Das Prinzip der Kappenresektionstechnik ist nicht neu: Professor Andreas Schuler hat bereits 1998 als einer der ersten Ärzte in Deutschland diese aus Japan importierte Methode bei Frühkrebs der Speiseröhre angewandt. „Damals hatten wir aber die endoskopische Klammernahttechnik noch nicht zur Verfügung. Diese bietet unseren Patienten jetzt optimale Sicherheit, da es nicht mehr zu ungewollten Perforationen kommen kann“, berichtet der Spezialist.

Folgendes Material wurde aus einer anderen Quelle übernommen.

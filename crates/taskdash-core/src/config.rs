//! Configuration structures for taskdash

use serde::{Deserialize, Serialize};
use std::path::Path;

/// Prefix of every environment override
const ENV_PREFIX: &str = "TASKDASH";

/// Main configuration for the dashboard
#[derive(Debug, Clone, Serialize, Deserialize)]
pub struct DashConfig {
    /// Deployment environment ("development", "production", ...)
    #[serde(default = "default_env")]
    pub env: String,

    /// HTTP server configuration
    #[serde(default)]
    pub server: ServerConfig,

    /// Task store configuration
    #[serde(default)]
    pub dynamodb: DynamoDbConfig,

    /// Queue broker configuration
    #[serde(default)]
    pub broker: BrokerConfig,

    /// Logging configuration
    #[serde(default)]
    pub logging: LoggingConfig,
}

fn default_env() -> String {
    "production".to_string()
}

impl Default for DashConfig {
    fn default() -> Self {
        Self {
            env: default_env(),
            server: ServerConfig::default(),
            dynamodb: DynamoDbConfig::default(),
            broker: BrokerConfig::default(),
            logging: LoggingConfig::default(),
        }
    }
}

impl DashConfig {
    /// Load configuration from a TOML file
    pub fn from_file(path: impl AsRef<Path>) -> crate::Result<Self> {
        let content = std::fs::read_to_string(path.as_ref()).map_err(|e| {
            crate::Error::Configuration(format!("Failed to read config file: {}", e))
        })?;

        Self::from_toml(&content)
    }

    /// Parse configuration from TOML text
    pub fn from_toml(content: &str) -> crate::Result<Self> {
        toml::from_str(content)
            .map_err(|e| crate::Error::Configuration(format!("Failed to parse config: {}", e)))
    }

    /// Load configuration from an optional file, then apply environment overrides
    pub fn load(path: Option<impl AsRef<Path>>) -> crate::Result<Self> {
        let mut config = match path {
            Some(p) => Self::from_file(p)?,
            None => Self::default(),
        };

        config.apply_overrides(|key| std::env::var(format!("{}_{}", ENV_PREFIX, key)).ok())?;
        Ok(config)
    }

    /// Apply overrides looked up by key (e.g. `DYNAMODB_TASK_TABLE`)
    pub fn apply_overrides<F>(&mut self, lookup: F) -> crate::Result<()>
    where
        F: Fn(&str) -> Option<String>,
    {
        if let Some(env) = lookup("ENV") {
            self.env = env;
        }

        // Server
        if let Some(host) = lookup("SERVER_HOST") {
            self.server.host = host;
        }
        if let Some(port) = lookup("SERVER_PORT") {
            self.server.port = parse_value("SERVER_PORT", &port)?;
        }

        // DynamoDB
        if let Some(region) = lookup("DYNAMODB_REGION") {
            self.dynamodb.region = region;
        }
        if let Some(endpoint) = lookup("DYNAMODB_ENDPOINT") {
            self.dynamodb.endpoint = Some(endpoint).filter(|e| !e.is_empty());
        }
        if let Some(table) = lookup("DYNAMODB_TASK_TABLE") {
            self.dynamodb.task_states_table = table;
        }
        if let Some(table) = lookup("DYNAMODB_GROUP_TABLE") {
            self.dynamodb.group_metas_table = table;
        }
        if let Some(index) = lookup("DYNAMODB_STATE_INDEX") {
            self.dynamodb.state_index = index;
        }
        if let Some(enable) = lookup("DYNAMODB_ENABLE_TTL") {
            self.dynamodb.enable_ttl = parse_value("DYNAMODB_ENABLE_TTL", &enable)?;
        }

        // Broker
        if let Some(url) = lookup("BROKER_URL") {
            self.broker.url = url;
        }
        if let Some(queue) = lookup("BROKER_DEFAULT_QUEUE") {
            self.broker.default_queue = queue;
        }

        // Logging
        if let Some(level) = lookup("LOG_LEVEL") {
            self.logging.level = level;
        }
        if let Some(format) = lookup("LOG_FORMAT") {
            self.logging.format = Some(format);
        }

        Ok(())
    }

    /// Check if running in a development environment
    pub fn is_development(&self) -> bool {
        self.env.eq_ignore_ascii_case("development")
    }
}

fn parse_value<T: std::str::FromStr>(key: &str, raw: &str) -> crate::Result<T>
where
    T::Err: std::fmt::Display,
{
    raw.trim().parse().map_err(|e| {
        crate::Error::Configuration(format!("Invalid value for {}_{}: {}", ENV_PREFIX, key, e))
    })
}

/// HTTP server configuration
#[derive(Debug, Clone, Serialize, Deserialize)]
pub struct ServerConfig {
    /// Host to bind to
    #[serde(default = "default_host")]
    pub host: String,

    /// Port to listen on
    #[serde(default = "default_port")]
    pub port: u16,

    /// Enable permissive CORS
    #[serde(default = "default_true")]
    pub enable_cors: bool,
}

fn default_host() -> String {
    "0.0.0.0".to_string()
}

fn default_port() -> u16 {
    8080
}

fn default_true() -> bool {
    true
}

impl Default for ServerConfig {
    fn default() -> Self {
        Self {
            host: default_host(),
            port: default_port(),
            enable_cors: default_true(),
        }
    }
}

impl ServerConfig {
    /// Get the listen address; IPv6 hosts are bracketed
    pub fn addr(&self) -> String {
        if self.host.contains(':') && !self.host.starts_with('[') {
            format!("[{}]:{}", self.host, self.port)
        } else {
            format!("{}:{}", self.host, self.port)
        }
    }
}

/// DynamoDB task store configuration
#[derive(Debug, Clone, Serialize, Deserialize)]
pub struct DynamoDbConfig {
    /// AWS region
    #[serde(default = "default_region")]
    pub region: String,

    /// Custom endpoint URL (for DynamoDB Local, etc.)
    pub endpoint: Option<String>,

    /// Table holding one row per task
    #[serde(default = "default_task_table")]
    pub task_states_table: String,

    /// Table holding group metadata
    #[serde(default = "default_group_table")]
    pub group_metas_table: String,

    /// Secondary index keyed by task state
    #[serde(default = "default_state_index")]
    pub state_index: String,

    /// Enable TTL on both tables at startup
    #[serde(default)]
    pub enable_ttl: bool,

    /// Attribute DynamoDB expires items by
    #[serde(default = "default_ttl_attribute")]
    pub ttl_attribute: String,
}

fn default_region() -> String {
    "us-east-1".to_string()
}

fn default_task_table() -> String {
    "task_states".to_string()
}

fn default_group_table() -> String {
    "group_metas".to_string()
}

fn default_state_index() -> String {
    "State-index".to_string()
}

fn default_ttl_attribute() -> String {
    "TTL".to_string()
}

impl Default for DynamoDbConfig {
    fn default() -> Self {
        Self {
            region: default_region(),
            endpoint: None,
            task_states_table: default_task_table(),
            group_metas_table: default_group_table(),
            state_index: default_state_index(),
            enable_ttl: false,
            ttl_attribute: default_ttl_attribute(),
        }
    }
}

/// Queue broker configuration
#[derive(Debug, Clone, Serialize, Deserialize)]
pub struct BrokerConfig {
    /// Connection URL
    #[serde(default = "default_broker_url")]
    pub url: String,

    /// Queue used when a signature carries no routing key
    #[serde(default = "default_queue")]
    pub default_queue: String,

    /// Sorted set holding tasks scheduled for later
    #[serde(default = "default_delayed_tasks_key")]
    pub delayed_tasks_key: String,

    /// Connection pool size
    #[serde(default = "default_pool_size")]
    pub pool_size: usize,
}

fn default_broker_url() -> String {
    "redis://localhost:6379".to_string()
}

fn default_queue() -> String {
    "machinery_tasks".to_string()
}

fn default_delayed_tasks_key() -> String {
    "delayed_tasks".to_string()
}

fn default_pool_size() -> usize {
    10
}

impl Default for BrokerConfig {
    fn default() -> Self {
        Self {
            url: default_broker_url(),
            default_queue: default_queue(),
            delayed_tasks_key: default_delayed_tasks_key(),
            pool_size: default_pool_size(),
        }
    }
}

/// Logging configuration
#[derive(Debug, Clone, Serialize, Deserialize)]
pub struct LoggingConfig {
    /// Log level
    #[serde(default = "default_log_level")]
    pub level: String,

    /// Log format (json, pretty or compact); derived from `env` when unset
    pub format: Option<String>,
}

fn default_log_level() -> String {
    "info".to_string()
}

impl Default for LoggingConfig {
    fn default() -> Self {
        Self {
            level: default_log_level(),
            format: None,
        }
    }
}

#[cfg(test)]
mod tests {
    use super::*;
    use std::collections::HashMap;

    #[test]
    fn test_default_config() {
        let config = DashConfig::default();
        assert_eq!(config.server.addr(), "0.0.0.0:8080");
        assert_eq!(config.dynamodb.task_states_table, "task_states");
        assert_eq!(config.dynamodb.group_metas_table, "group_metas");
        assert_eq!(config.broker.delayed_tasks_key, "delayed_tasks");
        assert!(!config.is_development());
    }

    #[test]
    fn test_partial_toml() {
        let config = DashConfig::from_toml(
            r#"
            env = "development"

            [dynamodb]
            endpoint = "http://localhost:8000"
            task_states_table = "dlq_task_states"

            [broker]
            default_queue = "comment-service"
            "#,
        )
        .unwrap();

        assert!(config.is_development());
        assert_eq!(config.dynamodb.endpoint.as_deref(), Some("http://localhost:8000"));
        assert_eq!(config.dynamodb.task_states_table, "dlq_task_states");
        assert_eq!(config.dynamodb.state_index, "State-index");
        assert_eq!(config.broker.default_queue, "comment-service");
        assert_eq!(config.server.port, 8080);
    }

    #[test]
    fn test_overrides() {
        let vars: HashMap<&str, &str> = [
            ("SERVER_PORT", "9000"),
            ("DYNAMODB_TASK_TABLE", "tasks"),
            ("DYNAMODB_ENABLE_TTL", "true"),
            ("LOG_LEVEL", "debug"),
        ]
        .into_iter()
        .collect();

        let mut config = DashConfig::default();
        config
            .apply_overrides(|key| vars.get(key).map(|v| v.to_string()))
            .unwrap();

        assert_eq!(config.server.port, 9000);
        assert_eq!(config.dynamodb.task_states_table, "tasks");
        assert!(config.dynamodb.enable_ttl);
        assert_eq!(config.logging.level, "debug");
    }

    #[test]
    fn test_invalid_override() {
        let mut config = DashConfig::default();
        let err = config
            .apply_overrides(|key| (key == "SERVER_PORT").then(|| "eighty".to_string()))
            .unwrap_err();
        assert!(err.to_string().contains("TASKDASH_SERVER_PORT"));
    }
}
//! Structured logging for taskdash
//!
//! Provides structured logging with:
//! - Configurable log levels
//! - Environment-based filtering
//! - JSON output in production, colored output in development
//! - Dashboard event macros

use serde::{Deserialize, Serialize};
use tracing_subscriber::{
    filter::LevelFilter,
    fmt::{self, time::UtcTime},
    layer::SubscriberExt,
    util::SubscriberInitExt,
    EnvFilter, Layer, Registry,
};

use crate::{TelemetryError, TelemetryResult};

/// Logging configuration
#[derive(Debug, Clone, Serialize, Deserialize)]
pub struct LoggingConfig {
    /// Enable logging
    pub enabled: bool,

    /// Log level (trace, debug, info, warn, error)
    pub level: String,

    /// Output format (json, pretty, compact)
    pub format: LogFormat,

    /// Include file/line information
    pub include_location: bool,

    /// Include target (module path)
    pub include_target: bool,

    /// Environment filter string (e.g., "taskdash=debug,tower_http=warn")
    pub env_filter: Option<String>,
}

/// Log output format
#[derive(Debug, Clone, Copy, PartialEq, Eq, Serialize, Deserialize, Default)]
#[serde(rename_all = "lowercase")]
pub enum LogFormat {
    /// JSON format (machine-readable)
    #[default]
    Json,
    /// Pretty format (human-readable, colored)
    Pretty,
    /// Compact format (single line)
    Compact,
}

impl std::str::FromStr for LogFormat {
    type Err = TelemetryError;

    fn from_str(s: &str) -> Result<Self, Self::Err> {
        match s.to_lowercase().as_str() {
            "json" => Ok(LogFormat::Json),
            "pretty" | "text" => Ok(LogFormat::Pretty),
            "compact" => Ok(LogFormat::Compact),
            _ => Err(TelemetryError::Config(format!("Unknown log format: {}", s))),
        }
    }
}

impl Default for LoggingConfig {
    fn default() -> Self {
        Self {
            enabled: true,
            level: "info".to_string(),
            format: LogFormat::Json,
            include_location: true,
            include_target: true,
            env_filter: None,
        }
    }
}

impl LoggingConfig {
    /// Build from the dashboard configuration.
    ///
    /// An explicit format wins; otherwise development gets pretty output and
    /// every other environment JSON.
    pub fn from_dash_config(config: &taskdash_core::DashConfig) -> TelemetryResult<Self> {
        let format = match &config.logging.format {
            Some(format) => format.parse()?,
            None if config.is_development() => LogFormat::Pretty,
            None => LogFormat::Json,
        };

        Ok(Self {
            level: config.logging.level.clone(),
            format,
            ..Default::default()
        })
    }

    /// Build the level filter, preferring an explicit filter string
    pub fn filter(&self) -> TelemetryResult<EnvFilter> {
        if let Some(directives) = self.env_filter.as_deref() {
            return EnvFilter::try_new(directives)
                .map_err(|e| TelemetryError::Logging(e.to_string()));
        }

        let level: LevelFilter = self.level.trim().parse().map_err(|_| {
            TelemetryError::Logging(format!("unknown log level: {}", self.level))
        })?;
        Ok(EnvFilter::default().add_directive(level.into()))
    }

    /// Build the level filter, falling back to `debug` when it does not parse.
    /// The parse error is handed back so it can be logged once logging is up.
    pub fn filter_or_debug(&self) -> (EnvFilter, Option<TelemetryError>) {
        match self.filter() {
            Ok(filter) => (filter, None),
            Err(e) => (EnvFilter::new("debug"), Some(e)),
        }
    }
}

/// Initialize logging with configuration
pub fn init_logging(config: LoggingConfig) -> TelemetryResult<()> {
    if !config.enabled {
        return Ok(());
    }

    let (filter, rejected) = config.filter_or_debug();
    let base = fmt::layer()
        .with_timer(UtcTime::rfc_3339())
        .with_file(config.include_location)
        .with_line_number(config.include_location)
        .with_target(config.include_target);

    let layer: Box<dyn Layer<Registry> + Send + Sync> = match config.format {
        LogFormat::Json => base.json().boxed(),
        LogFormat::Pretty => base.pretty().boxed(),
        LogFormat::Compact => base.compact().boxed(),
    };

    tracing_subscriber::registry()
        .with(layer.with_filter(filter))
        .try_init()
        .map_err(|e| TelemetryError::Logging(e.to_string()))?;

    tracing::info!(
        level = %config.level,
        format = ?config.format,
        "Logging initialized"
    );
    if let Some(e) = rejected {
        tracing::warn!(error = %e, "Invalid log level, using debug");
    }

    Ok(())
}

/// Log a listed page of tasks
#[macro_export]
macro_rules! log_tasks_listed {
    ($state:expr, $count:expr, $has_next:expr) => {
        tracing::debug!(
            state = %$state,
            count = $count,
            has_next = $has_next,
            event = "tasks.listed",
            "Listed tasks by state"
        )
    };
}

/// Log a task re-submitted to the queue
#[macro_export]
macro_rules! log_task_rerun {
    ($task_id:expr, $task_name:expr, $queue:expr) => {
        tracing::info!(
            task_id = %$task_id,
            task_name = %$task_name,
            queue = %$queue,
            event = "task.rerun",
            "Task re-submitted"
        )
    };
}

/// Log a failed dashboard operation
#[macro_export]
macro_rules! log_operation_failed {
    ($operation:expr, $key:expr, $error:expr) => {
        tracing::error!(
            operation = $operation,
            key = %$key,
            error = %$error,
            event = "operation.failed",
            "Dashboard operation failed"
        )
    };
}

#[cfg(test)]
mod tests {
    use super::*;

    #[test]
    fn test_format_follows_environment() {
        let mut dash = taskdash_core::DashConfig::default();
        assert_eq!(
            LoggingConfig::from_dash_config(&dash).unwrap().format,
            LogFormat::Json
        );

        dash.env = "development".to_string();
        assert_eq!(
            LoggingConfig::from_dash_config(&dash).unwrap().format,
            LogFormat::Pretty
        );

        dash.logging.format = Some("compact".to_string());
        assert_eq!(
            LoggingConfig::from_dash_config(&dash).unwrap().format,
            LogFormat::Compact
        );
    }

    #[test]
    fn test_invalid_filter() {
        let config = LoggingConfig {
            level: "taskdash=loud".to_string(),
            ..Default::default()
        };
        assert!(config.filter().is_err());
    }

    #[test]
    fn test_invalid_level_falls_back_to_debug() {
        let config = LoggingConfig {
            level: "loud".to_string(),
            ..Default::default()
        };
        let (filter, rejected) = config.filter_or_debug();
        assert!(rejected.is_some());
        assert_eq!(filter.max_level_hint(), Some(LevelFilter::DEBUG));

        let (filter, rejected) = LoggingConfig::default().filter_or_debug();
        assert!(rejected.is_none());
        assert_eq!(filter.max_level_hint(), Some(LevelFilter::INFO));
    }

    #[test]
    fn test_disabled_logging_is_noop() {
        let config = LoggingConfig {
            enabled: false,
            ..Default::default()
        };
        assert!(init_logging(config).is_ok());
    }
}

Manchmal gelänge es auch noch, durch spezielle Präparationstechniken (sog. Submukosadissektion/-resektion) innerhalb der Darmwand, Polypen zu entfernen, bevor die Vollwandresektion zu Einsatz kommt. Diese Methode ist bereits seit Jahren an beiden Standorten der ALB FILS KLINIKEN etabliert und wird auch noch weiterentwickelt.
Hintergrund:
Jedes Jahr erkranken etwa 70.000 Menschen an Darmkrebs. Geschätzt könnte man 65.000 davor bewahren, würden die Früherkennungsmaßnahmen genutzt werden. Damit harmlose Polypen frühzeitig erkannt und entfernt werden können bevor sie mutieren, kommen Früherkennungsmaßnahmen wie der Stuhltest ab 50 und der Darmspiegelung ab 55 eine große Bedeutung zu.